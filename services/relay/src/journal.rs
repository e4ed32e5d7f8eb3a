//! Append-only per-session event journal.
//!
//! Every agent event (and every journaled client prompt) gets a per-session
//! sequence number assigned inside a single transaction, so for any session
//! the stored `seq` values are exactly `1..=max` with no gaps and no
//! reordering.  Replay reads are plain indexed scans.
//!
//! Pruning only ever touches `archived` sessions: active and idle sessions
//! keep their full history so sleeping clients can always resume.

use crate::store::{SharedStore, Store, StoreError};
use chrono::{DateTime, Utc};
use rusqlite::{TransactionBehavior, params};
use thiserror::Error;
use tracing::warn;

/// Bounded retry for transient SQLite busy/locked failures during append.
const APPEND_RETRIES: u32 = 3;

#[derive(Debug, Error)]
pub enum JournalError {
    #[error("storage failure: {0}")]
    Storage(#[from] StoreError),
    #[error("storage failure: {0}")]
    Sqlite(#[from] rusqlite::Error),
}

/// One journaled event.
#[derive(Debug, Clone, PartialEq)]
pub struct JournalEvent {
    pub session_id: String,
    pub seq: u64,
    pub event_type: String,
    pub payload_json: String,
    pub created_at: DateTime<Utc>,
}

/// Handle over the shared store exposing the journal operations.
#[derive(Clone)]
pub struct Journal {
    store: SharedStore,
}

impl Journal {
    pub fn new(store: SharedStore) -> Self {
        Journal { store }
    }

    /// Append one event, returning its assigned sequence number.
    ///
    /// Sequence allocation and insert run in one immediate transaction;
    /// concurrent appends for the same session serialize on the store lock
    /// and observe distinct, consecutive values.  Transient busy/locked
    /// errors are retried inside this call and never surface.
    pub async fn append(
        &self,
        session_id: &str,
        event_type: &str,
        payload_json: &str,
    ) -> Result<u64, JournalError> {
        let mut store = self.store.lock().await;
        let mut attempt = 0;
        loop {
            match append_once(&mut store, session_id, event_type, payload_json) {
                Ok(seq) => return Ok(seq),
                Err(e) if is_transient(&e) && attempt < APPEND_RETRIES => {
                    attempt += 1;
                    warn!(session_id, attempt, error = %e, "journal append retry");
                }
                Err(e) => return Err(e.into()),
            }
        }
    }

    /// Events with `seq > after_seq`, ascending.  `limit` bounds the page.
    pub async fn get_after_seq(
        &self,
        session_id: &str,
        after_seq: u64,
        limit: Option<usize>,
    ) -> Result<Vec<JournalEvent>, JournalError> {
        let store = self.store.lock().await;
        let mut stmt = store.conn().prepare(
            "SELECT session_id, seq, type, payload_json, created_at
             FROM events
             WHERE session_id = ?1 AND seq > ?2
             ORDER BY seq ASC
             LIMIT ?3",
        )?;
        let limit = limit.map_or(i64::MAX, |n| n as i64);
        let rows = stmt.query_map(params![session_id, after_seq as i64, limit], map_event)?;
        collect_events(rows)
    }

    /// The last `n` events for a session, in ascending seq order.
    pub async fn get_recent(
        &self,
        session_id: &str,
        n: usize,
    ) -> Result<Vec<JournalEvent>, JournalError> {
        let store = self.store.lock().await;
        let mut stmt = store.conn().prepare(
            "SELECT session_id, seq, type, payload_json, created_at
             FROM (SELECT session_id, seq, type, payload_json, created_at
                   FROM events WHERE session_id = ?1
                   ORDER BY seq DESC LIMIT ?2)
             ORDER BY seq ASC",
        )?;
        let rows = stmt.query_map(params![session_id, n as i64], map_event)?;
        collect_events(rows)
    }

    /// Highest assigned seq, or 0 for an empty (or unknown) session.
    pub async fn get_max_seq(&self, session_id: &str) -> Result<u64, JournalError> {
        let store = self.store.lock().await;
        let max: i64 = store.conn().query_row(
            "SELECT COALESCE(MAX(seq), 0) FROM events WHERE session_id = ?1",
            params![session_id],
            |row| row.get(0),
        )?;
        Ok(max as u64)
    }

    /// Drop all events for a session.
    pub async fn delete_for_session(&self, session_id: &str) -> Result<u64, JournalError> {
        let store = self.store.lock().await;
        let n = store.conn().execute(
            "DELETE FROM events WHERE session_id = ?1",
            params![session_id],
        )?;
        Ok(n as u64)
    }

    /// Delete events older than `cutoff`, but only for archived sessions.
    ///
    /// Active and idle sessions are untouched regardless of event age, so a
    /// disconnected client can still replay after the session wakes.
    pub async fn prune_older_than(&self, cutoff: DateTime<Utc>) -> Result<u64, JournalError> {
        let store = self.store.lock().await;
        let n = store.conn().execute(
            "DELETE FROM events
             WHERE created_at < ?1
               AND session_id IN (SELECT id FROM sessions WHERE status = 'archived')",
            params![cutoff.to_rfc3339()],
        )?;
        Ok(n as u64)
    }
}

fn append_once(
    store: &mut Store,
    session_id: &str,
    event_type: &str,
    payload_json: &str,
) -> Result<u64, rusqlite::Error> {
    let tx = store
        .conn_mut()
        .transaction_with_behavior(TransactionBehavior::Immediate)?;
    let seq: i64 = tx.query_row(
        "SELECT COALESCE(MAX(seq), 0) + 1 FROM events WHERE session_id = ?1",
        params![session_id],
        |row| row.get(0),
    )?;
    tx.execute(
        "INSERT INTO events (session_id, seq, type, payload_json, created_at)
         VALUES (?1, ?2, ?3, ?4, ?5)",
        params![
            session_id,
            seq,
            event_type,
            payload_json,
            Utc::now().to_rfc3339()
        ],
    )?;
    tx.commit()?;
    Ok(seq as u64)
}

fn is_transient(e: &rusqlite::Error) -> bool {
    matches!(
        e.sqlite_error_code(),
        Some(rusqlite::ErrorCode::DatabaseBusy | rusqlite::ErrorCode::DatabaseLocked)
    ) || matches!(
        e.sqlite_error_code(),
        Some(rusqlite::ErrorCode::ConstraintViolation)
    )
}

fn map_event(row: &rusqlite::Row<'_>) -> Result<JournalEvent, rusqlite::Error> {
    let seq: i64 = row.get(1)?;
    let created_at: String = row.get(4)?;
    Ok(JournalEvent {
        session_id: row.get(0)?,
        seq: seq as u64,
        event_type: row.get(2)?,
        payload_json: row.get(3)?,
        // Timestamps are written by this process as RFC 3339; a parse failure
        // means external corruption and falls back to the epoch.
        created_at: DateTime::parse_from_rfc3339(&created_at)
            .map(|dt| dt.with_timezone(&Utc))
            .unwrap_or_default(),
    })
}

fn collect_events<I>(rows: I) -> Result<Vec<JournalEvent>, JournalError>
where
    I: Iterator<Item = Result<JournalEvent, rusqlite::Error>>,
{
    let mut events = Vec::new();
    for row in rows {
        events.push(row?);
    }
    Ok(events)
}
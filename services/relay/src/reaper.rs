//! Idle reaper: pauses sandboxes of quiet, clientless sessions.
//!
//! Each tick scans `active` sessions against their environment's idle
//! timeout.  A session idles only when its last activity is older than the
//! timeout *and* no clients are connected; environments whose provider
//! manages idling itself never appear in the timeout map.  One session
//! failing never aborts the tick.

use crate::environment::EnvironmentService;
use crate::hub_manager::HubManager;
use crate::sandbox::SandboxManager;
use crate::store::{SessionStatus, SharedStore};
use chrono::Utc;
use relay_protocol::{SandboxStatus, ServerFrame};
use std::sync::Arc;
use std::time::Duration;
use tokio::sync::watch;
use tracing::{debug, info, warn};

/// Message broadcast to a session's (empty) hub when it idles.
pub const IDLE_MESSAGE: &str = "Session idled due to inactivity";

#[derive(Debug, Clone)]
pub struct ReaperConfig {
    pub check_interval: Duration,
}

impl Default for ReaperConfig {
    fn default() -> Self {
        ReaperConfig {
            check_interval: Duration::from_secs(45),
        }
    }
}

pub struct IdleReaper {
    store: SharedStore,
    manager: Arc<HubManager>,
    sandbox: Arc<dyn SandboxManager>,
    environments: Arc<dyn EnvironmentService>,
    config: ReaperConfig,
}

/// Handle returned by [`IdleReaper::start`]; dropping it does not stop the
/// reaper, `stop()` does.  A tick already in progress runs to completion.
pub struct ReaperHandle {
    shutdown_tx: watch::Sender<bool>,
    task: tokio::task::JoinHandle<()>,
}

impl ReaperHandle {
    pub async fn stop(self) {
        let _ = self.shutdown_tx.send(true);
        let _ = self.task.await;
    }
}

impl IdleReaper {
    pub fn new(
        store: SharedStore,
        manager: Arc<HubManager>,
        sandbox: Arc<dyn SandboxManager>,
        environments: Arc<dyn EnvironmentService>,
        config: ReaperConfig,
    ) -> Arc<Self> {
        Arc::new(IdleReaper {
            store,
            manager,
            sandbox,
            environments,
            config,
        })
    }

    pub fn start(self: &Arc<Self>) -> ReaperHandle {
        let (shutdown_tx, mut shutdown_rx) = watch::channel(false);
        let reaper = Arc::clone(self);
        let task = tokio::spawn(async move {
            let mut interval = tokio::time::interval(reaper.config.check_interval);
            interval.tick().await;
            loop {
                tokio::select! {
                    biased;
                    _ = shutdown_rx.changed() => {
                        if *shutdown_rx.borrow() {
                            break;
                        }
                    }
                    _ = interval.tick() => {
                        reaper.tick().await;
                    }
                }
            }
            debug!("reaper stopped");
        });
        ReaperHandle { shutdown_tx, task }
    }

    /// One scan over the active sessions.
    pub async fn tick(&self) {
        let timeouts = self.environments.idle_timeouts().await;
        let sessions = {
            let store = self.store.lock().await;
            match store.sessions_with_status(SessionStatus::Active) {
                Ok(sessions) => sessions,
                Err(e) => {
                    warn!(error = %e, "reaper could not list active sessions");
                    return;
                }
            }
        };

        let now = Utc::now();
        for session in sessions {
            // Pure chat sessions and self-idling providers are left alone.
            let Some(env_id) = &session.environment_id else {
                continue;
            };
            let Some(timeout_secs) = timeouts.get(env_id) else {
                continue;
            };
            let idle_ms = (now - session.last_activity_at).num_milliseconds();
            if idle_ms < (*timeout_secs as i64) * 1000 {
                continue;
            }
            if self.manager.connection_count(&session.id).await > 0 {
                continue;
            }
            if let Err(e) = self.idle_session(&session).await {
                warn!(session_id = %session.id, error = %e, "failed to idle session");
            }
        }
    }

    async fn idle_session(&self, session: &crate::store::Session) -> Result<(), String> {
        // Race guard: a client may have connected since the scan.
        if self.manager.connection_count(&session.id).await > 0 {
            debug!(session_id = %session.id, "client connected during idle; skipping");
            return Ok(());
        }

        // Usually lands in an empty hub; kept for observability parity.
        self.manager
            .broadcast(
                &session.id,
                ServerFrame::SandboxStatus {
                    status: SandboxStatus::Paused,
                    message: Some(IDLE_MESSAGE.to_owned()),
                },
            )
            .await;
        self.manager.clear_session_client_state(&session.id).await;

        if let (Some(provider), Some(provider_id)) =
            (&session.sandbox_provider, &session.sandbox_provider_id)
        {
            match self.sandbox.pause(provider, provider_id).await {
                Ok(()) => {}
                Err(e) if e.is_gone() => {
                    warn!(session_id = %session.id, error = %e, "sandbox already gone; idling anyway");
                }
                Err(e) => return Err(e.to_string()),
            }
        }

        let swapped = {
            let store = self.store.lock().await;
            store
                .cas_status(&session.id, SessionStatus::Active, SessionStatus::Idle)
                .map_err(|e| e.to_string())?
        };
        if swapped {
            info!(session_id = %session.id, "session idled");
        } else {
            // An activation raced us; leave the session alone.
            debug!(session_id = %session.id, "session no longer active; idle skipped");
        }
        Ok(())
    }
}
/// Idle reaper tests: timeout selection, pause tolerance, CAS transitions.
use async_trait::async_trait;
use relay::environment::{EnvConfig, EnvEntry, StaticEnvironmentService};
use relay::hub::{HubContext, HubOptions};
use relay::hub_manager::HubManager;
use relay::journal::Journal;
use relay::reaper::{IdleReaper, ReaperConfig};
use relay::sandbox::{SandboxError, SandboxManager};
use relay::store::{NewSession, SessionMode, SessionStatus, SharedStore, Store};
use relay::transport::Transport;
use std::collections::HashMap;
use std::sync::{Arc, Mutex};
use std::time::Duration;

/// Sandbox manager that records pause calls; attach is never exercised.
struct RecordingSandbox {
    pauses: Mutex<Vec<(String, String)>>,
    gone: bool,
}

impl RecordingSandbox {
    fn new(gone: bool) -> Arc<Self> {
        Arc::new(RecordingSandbox {
            pauses: Mutex::new(Vec::new()),
            gone,
        })
    }

    fn pause_count(&self) -> usize {
        self.pauses.lock().unwrap().len()
    }
}

#[async_trait]
impl SandboxManager for RecordingSandbox {
    async fn attach_session(
        &self,
        _provider_type: &str,
        _provider_id: &str,
        _env: Option<EnvConfig>,
    ) -> Result<Arc<Transport>, SandboxError> {
        Err(SandboxError::AttachFailed("not under test".to_owned()))
    }

    async fn pause(&self, provider_type: &str, provider_id: &str) -> Result<(), SandboxError> {
        self.pauses
            .lock()
            .unwrap()
            .push((provider_type.to_owned(), provider_id.to_owned()));
        if self.gone {
            Err(SandboxError::NotFound("sandbox already reclaimed".to_owned()))
        } else {
            Ok(())
        }
    }
}

fn env_entries(idle_timeout_secs: u64) -> HashMap<String, EnvEntry> {
    [
        (
            "e1".to_owned(),
            EnvEntry {
                idle_timeout_secs,
                self_idling: false,
                settings: serde_json::json!({}),
            },
        ),
        (
            "worker".to_owned(),
            EnvEntry {
                idle_timeout_secs,
                self_idling: true,
                settings: serde_json::json!({}),
            },
        ),
    ]
    .into_iter()
    .collect()
}

struct ReaperStack {
    store: SharedStore,
    reaper: Arc<IdleReaper>,
    sandbox: Arc<RecordingSandbox>,
}

async fn reaper_stack(idle_timeout_secs: u64, sandbox_gone: bool) -> ReaperStack {
    let store = Store::open_in_memory().unwrap().into_shared();
    let journal = Journal::new(Arc::clone(&store));
    let sandbox = RecordingSandbox::new(sandbox_gone);
    let environments = Arc::new(StaticEnvironmentService::new(env_entries(idle_timeout_secs)));
    let ctx = HubContext {
        store: Arc::clone(&store),
        journal,
        sandbox: sandbox.clone(),
        environments: environments.clone(),
    };
    let manager = HubManager::new(ctx, HubOptions::default());
    let reaper = IdleReaper::new(
        Arc::clone(&store),
        manager,
        sandbox.clone(),
        environments,
        ReaperConfig {
            check_interval: Duration::from_millis(100),
        },
    );
    ReaperStack {
        store,
        reaper,
        sandbox,
    }
}

async fn seed(store: &SharedStore, id: &str, env: Option<&str>) {
    let store = store.lock().await;
    store
        .create_session(&NewSession {
            id: id.to_owned(),
            mode: SessionMode::Code,
            environment_id: env.map(ToOwned::to_owned),
            repo_id: None,
            sandbox_provider: Some("docker".to_owned()),
            sandbox_provider_id: Some(format!("sbx-{id}")),
            name: None,
        })
        .unwrap();
    store.set_status(id, SessionStatus::Active).unwrap();
}

async fn status_of(store: &SharedStore, id: &str) -> SessionStatus {
    store.lock().await.get_session(id).unwrap().unwrap().status
}

#[tokio::test]
async fn quiet_clientless_session_is_idled() {
    let stack = reaper_stack(1, false).await;
    seed(&stack.store, "s3", Some("e1")).await;

    // Not yet past the timeout: untouched.
    stack.reaper.tick().await;
    assert_eq!(status_of(&stack.store, "s3").await, SessionStatus::Active);
    assert_eq!(stack.sandbox.pause_count(), 0);

    tokio::time::sleep(Duration::from_millis(1200)).await;
    stack.reaper.tick().await;
    assert_eq!(status_of(&stack.store, "s3").await, SessionStatus::Idle);
    assert_eq!(stack.sandbox.pause_count(), 1);

    // Already idle: later ticks leave it alone.
    stack.reaper.tick().await;
    assert_eq!(stack.sandbox.pause_count(), 1);
}

#[tokio::test]
async fn sessions_without_an_environment_are_skipped() {
    let stack = reaper_stack(1, false).await;
    seed(&stack.store, "chat", None).await;

    tokio::time::sleep(Duration::from_millis(1200)).await;
    stack.reaper.tick().await;
    assert_eq!(status_of(&stack.store, "chat").await, SessionStatus::Active);
    assert_eq!(stack.sandbox.pause_count(), 0);
}

#[tokio::test]
async fn self_idling_environments_are_skipped() {
    let stack = reaper_stack(1, false).await;
    seed(&stack.store, "remote", Some("worker")).await;

    tokio::time::sleep(Duration::from_millis(1200)).await;
    stack.reaper.tick().await;
    assert_eq!(status_of(&stack.store, "remote").await, SessionStatus::Active);
    assert_eq!(stack.sandbox.pause_count(), 0);
}

#[tokio::test]
async fn vanished_sandbox_is_tolerated() {
    let stack = reaper_stack(1, true).await;
    seed(&stack.store, "s3", Some("e1")).await;

    tokio::time::sleep(Duration::from_millis(1200)).await;
    stack.reaper.tick().await;
    // Pause failed with not-found, yet the session still idles.
    assert_eq!(stack.sandbox.pause_count(), 1);
    assert_eq!(status_of(&stack.store, "s3").await, SessionStatus::Idle);
}

#[tokio::test]
async fn one_failing_session_does_not_abort_the_tick() {
    let stack = reaper_stack(1, true).await;
    seed(&stack.store, "a", Some("e1")).await;
    seed(&stack.store, "b", Some("e1")).await;

    tokio::time::sleep(Duration::from_millis(1200)).await;
    stack.reaper.tick().await;
    assert_eq!(status_of(&stack.store, "a").await, SessionStatus::Idle);
    assert_eq!(status_of(&stack.store, "b").await, SessionStatus::Idle);
}

#[tokio::test]
async fn start_and_stop_round_trip() {
    let stack = reaper_stack(1, false).await;
    seed(&stack.store, "s3", Some("e1")).await;

    let handle = stack.reaper.start();
    tokio::time::sleep(Duration::from_millis(1500)).await;
    handle.stop().await;

    assert_eq!(status_of(&stack.store, "s3").await, SessionStatus::Idle);
}
#[cfg(test)]
mod tests {
    use super::*;

    fn ok_response() -> RpcResponse {
        RpcResponse {
            ok: true,
            result: Some(serde_json::json!({"value": 7})),
            error: None,
        }
    }

    #[tokio::test]
    async fn pending_completes_registered_waiter() {
        let pending = Pending::default();
        let rx = pending.register("req-1", "session.get_state");
        assert!(pending.complete_with_retry("req-1", ok_response()).await);
        let response = rx.await.unwrap().unwrap();
        assert!(response.ok);
        assert_eq!(pending.len(), 0);
    }

    #[tokio::test]
    async fn pending_retries_cover_registration_race() {
        let pending = std::sync::Arc::new(Pending::default());
        let matcher = {
            let pending = std::sync::Arc::clone(&pending);
            tokio::spawn(async move { pending.complete_with_retry("late", ok_response()).await })
        };
        // Register after the matcher has already started.
        tokio::time::sleep(Duration::from_millis(20)).await;
        let rx = pending.register("late", "get_state");
        assert!(matcher.await.unwrap(), "retry window should cover the race");
        assert!(rx.await.unwrap().is_ok());
    }

    #[tokio::test]
    async fn pending_gives_up_after_bounded_retries() {
        let pending = Pending::default();
        let start = Instant::now();
        assert!(!pending.complete_with_retry("ghost", ok_response()).await);
        // Five retries at 10ms spacing.
        assert!(start.elapsed() >= Duration::from_millis(50));
    }

    #[tokio::test]
    async fn fail_all_rejects_every_waiter() {
        let pending = Pending::default();
        let rx1 = pending.register("a", "m1");
        let rx2 = pending.register("b", "m2");
        pending.fail_all(&TransportError::ConnectionLost("shutdown".to_owned()));
        assert!(matches!(
            rx1.await.unwrap(),
            Err(TransportError::ConnectionLost(_))
        ));
        assert!(matches!(
            rx2.await.unwrap(),
            Err(TransportError::ConnectionLost(_))
        ));
    }

    #[tokio::test]
    async fn await_response_times_out_and_clears_waiter() {
        let pending = Pending::default();
        let rx = pending.register("slow", "get_messages");
        let result =
            await_response(&pending, "slow", rx, Some(Duration::from_millis(20))).await;
        assert!(matches!(result, Err(TransportError::Timeout)));
        assert_eq!(pending.len(), 0, "timed-out waiter must be removed");
    }

    #[test]
    fn rpc_response_decodes_declared_shape() {
        #[derive(serde::Deserialize)]
        struct Shape {
            value: u32,
        }
        let shape: Shape = ok_response().into_result().unwrap();
        assert_eq!(shape.value, 7);

        let failed = RpcResponse {
            ok: false,
            result: None,
            error: Some(ErrorBody {
                code: Some("NOPE".to_owned()),
                message: "rejected".to_owned(),
                details: None,
            }),
        };
        assert!(matches!(
            failed.into_result::<Shape>(),
            Err(TransportError::ServerError { .. })
        ));
    }

    #[test]
    fn transport_event_precomputes_raw_payload() {
        let ev = TransportEvent::new(
            Some("s1".to_owned()),
            Some(3),
            "extension_ui_request".to_owned(),
            Some(serde_json::json!({"method": "setTitle", "title": "Refactor"})),
        );
        assert!(matches!(ev.event, RpcEvent::ExtensionUiRequest { .. }));
        assert!(ev.raw_payload.contains("setTitle"));

        let bare = TransportEvent::new(None, None, "agent_end".to_owned(), None);
        assert_eq!(bare.raw_payload, "null");
    }
}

## [TASK DESCRIPTION]
Every line from the start of the material above through the line that contains "can always resume." must be written out exactly, with both ends included.

## [OUTPUT]
filename services/relay/src/journal.rs
repository e4ed32e5d7f8eb3a
//! Append-only per-session event journal.
//!
//! Every agent event (and every journaled client prompt) gets a per-session
//! sequence number assigned inside a single transaction, so for any session
//! the stored `seq` values are exactly `1..=max` with no gaps and no
//! reordering.  Replay reads are plain indexed scans.
//!
//! Pruning only ever touches `archived` sessions: active and idle sessions
//! keep their full history so sleeping clients can always resume.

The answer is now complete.